**Task**
Out of all the lines below, count those with the word "coordinates". Give the number only.

[Source data — start]

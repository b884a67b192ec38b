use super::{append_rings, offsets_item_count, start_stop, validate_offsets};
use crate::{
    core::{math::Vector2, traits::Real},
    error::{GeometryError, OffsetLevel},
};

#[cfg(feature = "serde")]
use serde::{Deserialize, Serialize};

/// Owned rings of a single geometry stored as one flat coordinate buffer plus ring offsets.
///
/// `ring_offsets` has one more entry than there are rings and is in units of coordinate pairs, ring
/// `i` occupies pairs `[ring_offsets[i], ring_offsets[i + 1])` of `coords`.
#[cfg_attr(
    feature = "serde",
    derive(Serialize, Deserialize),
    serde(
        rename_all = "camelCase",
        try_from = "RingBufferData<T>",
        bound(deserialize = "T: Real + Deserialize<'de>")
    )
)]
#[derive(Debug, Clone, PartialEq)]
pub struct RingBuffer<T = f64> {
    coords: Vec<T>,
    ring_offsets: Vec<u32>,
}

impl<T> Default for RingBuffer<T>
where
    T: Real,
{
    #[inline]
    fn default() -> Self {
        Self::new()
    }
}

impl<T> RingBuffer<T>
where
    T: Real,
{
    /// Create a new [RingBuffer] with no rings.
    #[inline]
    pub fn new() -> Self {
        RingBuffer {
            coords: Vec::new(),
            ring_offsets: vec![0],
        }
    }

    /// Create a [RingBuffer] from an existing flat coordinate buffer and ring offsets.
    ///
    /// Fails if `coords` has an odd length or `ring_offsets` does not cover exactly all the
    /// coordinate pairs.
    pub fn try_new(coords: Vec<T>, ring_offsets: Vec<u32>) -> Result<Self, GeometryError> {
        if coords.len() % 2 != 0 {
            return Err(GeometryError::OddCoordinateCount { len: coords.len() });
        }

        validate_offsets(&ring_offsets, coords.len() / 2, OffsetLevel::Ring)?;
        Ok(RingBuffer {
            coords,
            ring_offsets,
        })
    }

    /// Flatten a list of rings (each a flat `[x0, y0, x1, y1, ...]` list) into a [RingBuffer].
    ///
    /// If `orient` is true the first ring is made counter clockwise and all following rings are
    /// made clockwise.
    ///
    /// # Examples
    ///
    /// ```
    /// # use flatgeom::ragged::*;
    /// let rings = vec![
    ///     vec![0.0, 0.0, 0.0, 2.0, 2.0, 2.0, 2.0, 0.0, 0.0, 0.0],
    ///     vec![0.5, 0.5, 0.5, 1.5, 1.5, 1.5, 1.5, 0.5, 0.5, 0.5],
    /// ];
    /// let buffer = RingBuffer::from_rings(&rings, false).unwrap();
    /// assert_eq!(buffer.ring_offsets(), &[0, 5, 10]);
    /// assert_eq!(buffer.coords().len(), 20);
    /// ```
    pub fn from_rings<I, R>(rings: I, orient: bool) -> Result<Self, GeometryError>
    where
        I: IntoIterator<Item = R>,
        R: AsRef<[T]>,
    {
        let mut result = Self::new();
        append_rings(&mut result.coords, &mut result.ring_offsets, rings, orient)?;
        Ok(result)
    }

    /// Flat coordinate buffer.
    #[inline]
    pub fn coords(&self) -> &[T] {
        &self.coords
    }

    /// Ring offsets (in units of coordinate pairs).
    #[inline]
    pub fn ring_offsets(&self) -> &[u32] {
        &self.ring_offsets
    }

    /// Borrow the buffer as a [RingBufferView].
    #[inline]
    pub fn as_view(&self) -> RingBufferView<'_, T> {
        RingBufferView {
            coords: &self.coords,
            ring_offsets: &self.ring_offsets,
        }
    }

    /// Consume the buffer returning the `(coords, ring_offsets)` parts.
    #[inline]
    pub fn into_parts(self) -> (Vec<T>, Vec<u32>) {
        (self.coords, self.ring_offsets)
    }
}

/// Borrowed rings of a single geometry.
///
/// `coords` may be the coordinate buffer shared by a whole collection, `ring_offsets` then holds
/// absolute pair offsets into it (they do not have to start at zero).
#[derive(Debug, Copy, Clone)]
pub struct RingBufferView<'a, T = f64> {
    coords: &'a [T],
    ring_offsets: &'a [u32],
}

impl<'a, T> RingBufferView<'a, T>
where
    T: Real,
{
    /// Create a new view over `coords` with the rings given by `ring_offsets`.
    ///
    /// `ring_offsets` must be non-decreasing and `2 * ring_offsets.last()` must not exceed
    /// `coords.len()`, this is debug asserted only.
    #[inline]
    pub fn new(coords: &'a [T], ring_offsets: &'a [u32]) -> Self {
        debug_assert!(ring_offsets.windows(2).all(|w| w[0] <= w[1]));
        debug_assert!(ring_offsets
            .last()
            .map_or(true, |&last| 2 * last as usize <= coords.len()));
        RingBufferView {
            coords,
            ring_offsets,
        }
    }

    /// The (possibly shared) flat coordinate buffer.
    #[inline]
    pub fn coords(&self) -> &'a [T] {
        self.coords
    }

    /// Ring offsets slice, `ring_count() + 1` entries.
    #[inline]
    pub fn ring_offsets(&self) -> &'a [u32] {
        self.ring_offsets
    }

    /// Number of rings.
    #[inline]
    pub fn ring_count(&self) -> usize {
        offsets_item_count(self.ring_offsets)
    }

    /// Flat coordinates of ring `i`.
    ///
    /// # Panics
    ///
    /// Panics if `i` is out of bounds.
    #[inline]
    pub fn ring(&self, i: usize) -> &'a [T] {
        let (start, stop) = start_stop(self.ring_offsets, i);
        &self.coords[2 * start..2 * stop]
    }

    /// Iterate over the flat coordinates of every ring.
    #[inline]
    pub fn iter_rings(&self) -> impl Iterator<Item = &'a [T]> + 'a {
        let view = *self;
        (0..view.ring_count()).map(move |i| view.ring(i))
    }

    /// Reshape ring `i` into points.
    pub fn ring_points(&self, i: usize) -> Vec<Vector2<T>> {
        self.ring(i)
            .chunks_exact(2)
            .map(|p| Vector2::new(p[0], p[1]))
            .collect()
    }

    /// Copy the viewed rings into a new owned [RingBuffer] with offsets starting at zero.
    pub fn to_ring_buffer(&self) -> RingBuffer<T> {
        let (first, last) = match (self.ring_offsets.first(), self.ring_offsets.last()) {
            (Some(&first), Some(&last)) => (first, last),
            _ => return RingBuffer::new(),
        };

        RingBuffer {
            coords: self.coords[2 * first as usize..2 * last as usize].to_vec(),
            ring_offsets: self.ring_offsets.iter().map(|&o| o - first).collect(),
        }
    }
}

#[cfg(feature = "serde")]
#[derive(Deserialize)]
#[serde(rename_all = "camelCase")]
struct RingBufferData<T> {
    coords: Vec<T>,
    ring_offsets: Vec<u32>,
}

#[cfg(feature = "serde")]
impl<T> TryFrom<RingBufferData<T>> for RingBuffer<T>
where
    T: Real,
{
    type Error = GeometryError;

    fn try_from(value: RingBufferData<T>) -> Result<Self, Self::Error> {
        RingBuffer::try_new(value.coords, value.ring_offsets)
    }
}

[Source data — finish]

**Output**
2